What is SmartRent's deployment model, and how does it generate revenue?

SmartRent generates revenue through up-front hardware sales, professional installation services, and a recurring SaaS subscription for its dashboard and analytics. Hardware includes Z-Wave and Wi-Fi connected locks, thermostats, leak sensors, and hubs, which are integrated into a cloud platform that property-site teams and regional operations managers use to oversee access, energy, and maintenance workflows. The firm reports to public shareholders annually, including its revenue mix between hardware and hosted services.

Which property owners use SmartRent's platform?

SmartRent focuses on large institutional owners of multifamily apartment communities and single-family rental portfolios. Its public filings and marketing materials reference partnerships with publicly traded real estate investment trusts, institutional asset managers, and single-family rental aggregators operating across North America.

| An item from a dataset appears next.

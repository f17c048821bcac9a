pub mod quiz_catalog;

pub use quiz_catalog::{QuizCatalog, StaticQuizCatalog};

Exact named client rosters are not always enumerated in public disclosures, but the company's installed base of roughly 7.2 million units suggests deep penetration among top-tier residential operators.

How does SmartRent differ from a conventional proptech venture investment?

SmartRent is not a venture-stage private company — it is a fully public enterprise operating at scale. Unlike a VC-backed proptech startup, its financials are filed quarterly with the SEC, it carries no venture capital redemption pressure, and its hardware-installation business line generates material cost of goods sold. The company competes with both legacy building-access providers and newer software entrants, but its public equity structure gives allocators direct exposure through market-purchased shares rather than a capital call into a closed-end fund.

What was SmartRent's path to the public markets?

SmartRent went public in August 2021 via a merger with Fifth Wall Acquisition Corp. I, a special-purpose acquisition company sponsored by the proptech-focused venture firm Fifth Wall. The transaction valued the combined enterprise at approximately $2.2 billion at the time of announcement. Since listing, the company has traded on the New York Stock Exchange, reporting its financial results in accordance with public-company standards.